_EXERCISE INSTRUCTIONS_
Write out the data exactly from its first line onward, ending with the line in which "chunks could be" appears.

[Source records]
####################
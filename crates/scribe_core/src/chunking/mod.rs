//! Adaptive chunking of conditioned audio.
//!
//! [`plan`] holds the pure sizing math; [`AdaptiveChunker`] runs the
//! encodes and the bitrate fallback ladder.

mod chunker;
pub mod plan;

pub use chunker::{AdaptiveChunker, ChunkingOutput};

use thiserror::Error;

/// Errors from chunk materialization.
#[derive(Error, Debug)]
pub enum ChunkingError {
    /// Every planned chunk failed to encode.
    #[error("No chunks could be produced ({planned} planned)")]
    NoChunks { planned: usize },

    #[error("Cancelled")]
    Cancelled,
}

/// Result type for chunking operations.
pub type ChunkingResult<T> = Result<T, ChunkingError>;
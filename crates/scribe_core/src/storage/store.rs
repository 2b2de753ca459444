//! Transcript store implementations.

use std::fs;
use std::path::{Path, PathBuf};

use chrono::Utc;
use parking_lot::Mutex;

use super::{StoreError, StoreResult, TranscriptRecord, TranscriptStore};

/// One pretty-printed JSON document per transcript.
#[derive(Debug)]
pub struct JsonFileStore {
    dir: PathBuf,
}

impl JsonFileStore {
    pub fn new(dir: impl Into<PathBuf>) -> Self {
        Self { dir: dir.into() }
    }

    pub fn dir(&self) -> &Path {
        &self.dir
    }

    /// Ids are UUIDs; anything else could name a path outside the store.
    fn record_path(&self, id: &str) -> StoreResult<PathBuf> {
        if uuid::Uuid::parse_str(id).is_err() {
            return Err(StoreError::InvalidId(id.to_string()));
        }
        Ok(self.dir.join(format!("{}.json", id)))
    }

    fn write(&self, record: &TranscriptRecord) -> StoreResult<()> {
        fs::create_dir_all(&self.dir).map_err(|e| StoreError::io("create store directory", e))?;

        let path = self.record_path(&record.id)?;
        let json = serde_json::to_string_pretty(record)
            .map_err(|e| StoreError::Serialize(e.to_string()))?;

        let temp_path = path.with_extension("json.tmp");
        fs::write(&temp_path, &json).map_err(|e| StoreError::io("write transcript", e))?;
        fs::rename(&temp_path, &path).map_err(|e| StoreError::io("rename transcript", e))?;

        tracing::debug!("Stored transcript '{}' at {}", record.id, path.display());
        Ok(())
    }
}

impl TranscriptStore for JsonFileStore {
    fn store(&self, text: &str, duration_secs: u64, language: &str) -> StoreResult<String> {
        let record = TranscriptRecord::new(text, duration_secs, language);
        self.write(&record)?;
        Ok(record.id)
    }

    fn get(&self, id: &str) -> StoreResult<TranscriptRecord> {
        let path = self.record_path(id)?;
        if !path.exists() {
            return Err(StoreError::NotFound(id.to_string()));
        }
        let content = fs::read_to_string(&path).map_err(|e| StoreError::io("read transcript", e))?;
        serde_json::from_str(&content).map_err(|e| StoreError::Serialize(e.to_string()))
    }

    fn list(&self) -> StoreResult<Vec<TranscriptRecord>> {
        if !self.dir.exists() {
            return Ok(Vec::new());
        }

        let mut records = Vec::new();
        for entry in fs::read_dir(&self.dir).map_err(|e| StoreError::io("list store", e))? {
            let path = entry.map_err(|e| StoreError::io("list store", e))?.path();
            if path.extension().and_then(|e| e.to_str()) != Some("json") {
                continue;
            }
            let content = fs::read_to_string(&path).map_err(|e| StoreError::io("read transcript", e))?;
            match serde_json::from_str::<TranscriptRecord>(&content) {
                Ok(record) => records.push(record),
                Err(e) => tracing::warn!("Skipping unreadable transcript {}: {}", path.display(), e),
            }
        }

        records.sort_by(|a, b| b.created_at.cmp(&a.created_at));
        Ok(records)
    }
}

/// Keeps records in memory. Used by tests and demo runs.
#[derive(Debug, Default)]
pub struct MemoryStore {
    records: Mutex<Vec<TranscriptRecord>>,
}

impl MemoryStore {
    pub fn new() -> Self {
        Self::default()
    }

    pub fn len(&self) -> usize {
        self.records.lock().len()
    }

    pub fn is_empty(&self) -> bool {
        self.records.lock().is_empty()
    }
}

impl TranscriptStore for MemoryStore {
    fn store(&self, text: &str, duration_secs: u64, language: &str) -> StoreResult<String> {
        let record = TranscriptRecord::new(text, duration_secs, language);
        let id = record.id.clone();
        self.records.lock().push(record);
        Ok(id)
    }

    fn get(&self, id: &str) -> StoreResult<TranscriptRecord> {
        self.records
            .lock()
            .iter()
            .find(|r| r.id == id)
            .cloned()
            .ok_or_else(|| StoreError::NotFound(id.to_string()))
    }

    fn list(&self) -> StoreResult<Vec<TranscriptRecord>> {
        let mut records = self.records.lock().clone();
        records.sort_by(|a, b| b.created_at.cmp(&a.created_at));
        Ok(records)
    }
}

impl TranscriptRecord {
    fn new(text: &str, duration_secs: u64, language: &str) -> Self {
        Self {
            id: uuid::Uuid::new_v4().to_string(),
            transcript: text.to_string(),
            duration_seconds: duration_secs,
            language: language.to_string(),
            created_at: Utc::now(),
        }
    }
}
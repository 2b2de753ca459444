//! Scribe - command-line entry point
//!
//! Handles:
//! - Configuration loading (defaults are written on first run)
//! - Application-level logging initialization
//! - Ctrl-C cancellation
//! - Printing the transcript or the JSON report

use std::path::{Path, PathBuf};
use std::process::ExitCode;
use std::sync::Arc;

use anyhow::{Context, Result};
use tokio_util::sync::CancellationToken;

use scribe_core::config::{ConfigManager, Settings};
use scribe_core::logging::init_tracing;
use scribe_core::models::TranscriptionReport;
use scribe_core::orchestrator::{TranscribeError, TranscriptionOrchestrator};
use scribe_core::storage::{JsonFileStore, ServiceError, TranscriptionService};

mod args;

use args::{Command, Options, USAGE};

#[tokio::main]
async fn main() -> ExitCode {
    let opts = match Command::parse(std::env::args().skip(1)) {
        Ok(Command::Transcribe(opts)) => opts,
        Ok(Command::Help) => {
            println!("{}", USAGE);
            return ExitCode::SUCCESS;
        }
        Ok(Command::Version) => {
            println!("scribe {}", scribe_core::version());
            return ExitCode::SUCCESS;
        }
        Err(e) => {
            eprintln!("Error: {}\n\n{}", e, USAGE);
            return ExitCode::from(2);
        }
    };

    match run(opts).await {
        Ok(()) => ExitCode::SUCCESS,
        Err(e) => {
            eprintln!("Error: {:#}", e);
            ExitCode::FAILURE
        }
    }
}

async fn run(opts: Options) -> Result<()> {
    // Config first: it names the logs directory
    let mut config_manager = ConfigManager::new(&opts.config);
    if let Err(e) = config_manager.load_or_create() {
        eprintln!("Warning: Failed to load config: {}. Using defaults.", e);
    }

    let logs_dir = PathBuf::from(&config_manager.settings().paths.logs_folder);
    let _log_guard = init_tracing(config_manager.settings().logging.level, Some(&logs_dir));

    tracing::info!("Scribe starting");
    tracing::info!("Config: {}", opts.config.display());
    tracing::info!("Core version: {}", scribe_core::version());

    if let Err(e) = config_manager.ensure_dirs_exist() {
        tracing::error!("Failed to create directories: {}", e);
        eprintln!("Warning: Failed to create directories: {}", e);
    }
    let settings = config_manager.into_settings();

    let orchestrator = TranscriptionOrchestrator::from_settings(settings.clone())
        .context("Failed to set up the transcription pipeline")?;
    tracing::info!("ASR provider: {}", orchestrator.asr_name());

    let cancel = CancellationToken::new();
    spawn_ctrl_c_handler(cancel.clone());

    let language = opts.language.as_deref();
    if opts.store {
        transcribe_and_store(&opts, &settings, orchestrator, language, cancel).await
    } else {
        match orchestrator.run_transcription(&opts.input, language, cancel).await {
            Ok(report) => print_report(&report, opts.json),
            Err(e) => Err(report_failure(e, opts.json)),
        }
    }
}

async fn transcribe_and_store(
    opts: &Options,
    settings: &Settings,
    orchestrator: TranscriptionOrchestrator,
    language: Option<&str>,
    cancel: CancellationToken,
) -> Result<()> {
    let store = Arc::new(JsonFileStore::new(&settings.paths.store_dir));
    let service = TranscriptionService::new(Arc::new(orchestrator), store);

    let original_name = display_name(&opts.input);
    match service
        .process_and_store(&opts.input, &original_name, language, cancel)
        .await
    {
        Ok(stored) => {
            if opts.json {
                println!("{}", serde_json::to_string_pretty(&stored)?);
            } else {
                println!("{}", stored.transcript);
                print_warnings(&stored.report);
                eprintln!(
                    "Stored transcript {} in {}",
                    stored.transcript_id, settings.paths.store_dir
                );
            }
            Ok(())
        }
        Err(ServiceError::Transcribe(e)) => Err(report_failure(e, opts.json)),
        Err(e) => Err(e.into()),
    }
}

fn display_name(path: &Path) -> String {
    path.file_name()
        .map(|n| n.to_string_lossy().to_string())
        .unwrap_or_else(|| path.display().to_string())
}

fn spawn_ctrl_c_handler(cancel: CancellationToken) {
    tokio::spawn(async move {
        if tokio::signal::ctrl_c().await.is_ok() {
            tracing::warn!("Interrupt received, cancelling");
            eprintln!("Cancelling...");
            cancel.cancel();
        }
    });
}

fn print_report(report: &TranscriptionReport, json: bool) -> Result<()> {
    if json {
        println!("{}", serde_json::to_string_pretty(report)?);
    } else {
        println!("{}", report.merged_text);
        print_warnings(report);
    }
    Ok(())
}

fn print_warnings(report: &TranscriptionReport) {
    if report.warnings.is_empty() {
        return;
    }
    eprintln!("Completed via {} path with warnings:", report.path);
    for warning in &report.warnings {
        eprintln!("  - {}", warning);
    }
}

/// Print whatever a cancelled run produced, then hand back the error.
fn report_failure(error: TranscribeError, json: bool) -> anyhow::Error {
    if let Some(partial) = error.partial_report() {
        eprintln!("Partial transcript ({} of {} units):", partial_done(partial), partial.unit_count);
        if let Err(e) = print_report(partial, json) {
            tracing::error!("Failed to print partial report: {}", e);
        }
    }
    error.into()
}

fn partial_done(report: &TranscriptionReport) -> usize {
    report
        .unit_count
        .saturating_sub(report.failed_chunk_indices.len())
}

#[cfg(test)]
mod tests {
    use super::*;

    #[test]
    fn display_name_uses_file_name() {
        assert_eq!(display_name(Path::new("/media/in/Talk.MP4")), "Talk.MP4");
        assert_eq!(display_name(Path::new("/")), "/");
    }

    #[test]
    fn partial_done_counts_successes() {
        let mut report = TranscriptionReport {
            unit_count: 4,
            ..Default::default()
        };
        report.failed_chunk_indices.insert(1);
        report.failed_chunk_indices.insert(3);
        assert_eq!(partial_done(&report), 2);
    }
}
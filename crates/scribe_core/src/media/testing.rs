//! Scripted [`ToolRunner`] for unit tests.
//!
//! Invocations that name an output file get a file of a chosen size;
//! rules override the response per tool or per command-line substring.

use std::sync::Arc;

use async_trait::async_trait;
use parking_lot::Mutex;
use tokio_util::sync::CancellationToken;

use super::runner::{Invocation, Tool, ToolError, ToolOutput, ToolRunner};

type Sizer = Arc<dyn Fn(&Invocation) -> Option<u64> + Send + Sync>;

#[derive(Clone)]
enum Response {
    Streams { stdout: String, stderr: String },
    Exit(i32),
    Spawn,
    Hang,
}

#[derive(Clone)]
struct Rule {
    tool: Option<Tool>,
    needle: Option<String>,
    response: Response,
}

impl Rule {
    fn matches(&self, invocation: &Invocation) -> bool {
        if let Some(tool) = self.tool {
            if invocation.tool != tool {
                return false;
            }
        }
        match &self.needle {
            Some(needle) => invocation.command_line().contains(needle.as_str()),
            None => true,
        }
    }
}

pub struct FakeRunner {
    rules: Vec<Rule>,
    sizer: Option<Sizer>,
    default_output_bytes: u64,
    calls: Mutex<Vec<Invocation>>,
}

impl FakeRunner {
    pub fn new() -> Self {
        Self {
            rules: Vec::new(),
            sizer: None,
            default_output_bytes: 1024,
            calls: Mutex::new(Vec::new()),
        }
    }

    fn rule(mut self, tool: Option<Tool>, needle: Option<&str>, response: Response) -> Self {
        self.rules.push(Rule {
            tool,
            needle: needle.map(str::to_string),
            response,
        });
        self
    }

    /// Every `tool` call succeeds and prints `stdout`.
    pub fn with_stdout(self, tool: Tool, stdout: &str) -> Self {
        self.rule(
            Some(tool),
            None,
            Response::Streams {
                stdout: stdout.to_string(),
                stderr: String::new(),
            },
        )
    }

    /// Calls containing `needle` succeed and print `stderr`.
    pub fn with_stderr(self, needle: &str, stderr: &str) -> Self {
        self.rule(
            None,
            Some(needle),
            Response::Streams {
                stdout: String::new(),
                stderr: stderr.to_string(),
            },
        )
    }

    /// Calls containing `needle` print `stdout`.
    pub fn with_stdout_for(self, needle: &str, stdout: &str) -> Self {
        self.rule(
            None,
            Some(needle),
            Response::Streams {
                stdout: stdout.to_string(),
                stderr: String::new(),
            },
        )
    }

    /// Calls containing `needle` exit with status 1.
    pub fn failing(self, needle: &str) -> Self {
        self.rule(None, Some(needle), Response::Exit(1))
    }

    /// Every `tool` call fails to spawn.
    pub fn failing_tool(self, tool: Tool) -> Self {
        self.rule(Some(tool), None, Response::Spawn)
    }

    /// Calls containing `needle` block until cancelled.
    pub fn hanging(self, needle: &str) -> Self {
        self.rule(None, Some(needle), Response::Hang)
    }

    /// Choose output sizes per invocation; `None` falls back to the default.
    pub fn with_sizer<F>(mut self, sizer: F) -> Self
    where
        F: Fn(&Invocation) -> Option<u64> + Send + Sync + 'static,
    {
        self.sizer = Some(Arc::new(sizer));
        self
    }

    pub fn calls(&self) -> Vec<Invocation> {
        self.calls.lock().clone()
    }

    pub fn count_matching(&self, needle: &str) -> usize {
        self.calls
            .lock()
            .iter()
            .filter(|inv| inv.command_line().contains(needle))
            .count()
    }

    async fn write_output(&self, invocation: &Invocation) {
        let Some(path) = invocation.output.as_deref() else {
            return;
        };
        let size = self
            .sizer
            .as_ref()
            .and_then(|sizer| sizer(invocation))
            .unwrap_or(self.default_output_bytes);
        let _ = tokio::fs::write(path, vec![0u8; size as usize]).await;
    }
}

#[async_trait]
impl ToolRunner for FakeRunner {
    async fn run(
        &self,
        invocation: &Invocation,
        cancel: &CancellationToken,
    ) -> Result<ToolOutput, ToolError> {
        self.calls.lock().push(invocation.clone());
        let rule = self.rules.iter().find(|r| r.matches(invocation)).cloned();

        match rule.map(|r| r.response) {
            Some(Response::Spawn) => Err(ToolError::spawn(invocation.tool, "No such file or directory")),
            Some(Response::Hang) => {
                cancel.cancelled().await;
                Err(ToolError::Cancelled)
            }
            Some(Response::Exit(code)) => Ok(ToolOutput {
                exit_code: Some(code),
                stdout: String::new(),
                stderr: "Conversion failed!".to_string(),
            }),
            Some(Response::Streams { stdout, stderr }) => {
                self.write_output(invocation).await;
                Ok(ToolOutput {
                    exit_code: Some(0),
                    stdout,
                    stderr,
                })
            }
            None => {
                self.write_output(invocation).await;
                Ok(ToolOutput {
                    exit_code: Some(0),
                    ..Default::default()
                })
            }
        }
    }
}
####################
_EXERCISE ANSWER_
filename crates/scribe_core/src/chunking/mod.rs
//! Adaptive chunking of conditioned audio.
//!
//! [`plan`] holds the pure sizing math; [`AdaptiveChunker`] runs the
//! encodes and the bitrate fallback ladder.

mod chunker;
pub mod plan;

pub use chunker::{AdaptiveChunker, ChunkingOutput};

use thiserror::Error;

/// Errors from chunk materialization.
#[derive(Error, Debug)]
pub enum ChunkingError {
    /// Every planned chunk failed to encode.
    #[error("No chunks could be produced ({planned} planned)")]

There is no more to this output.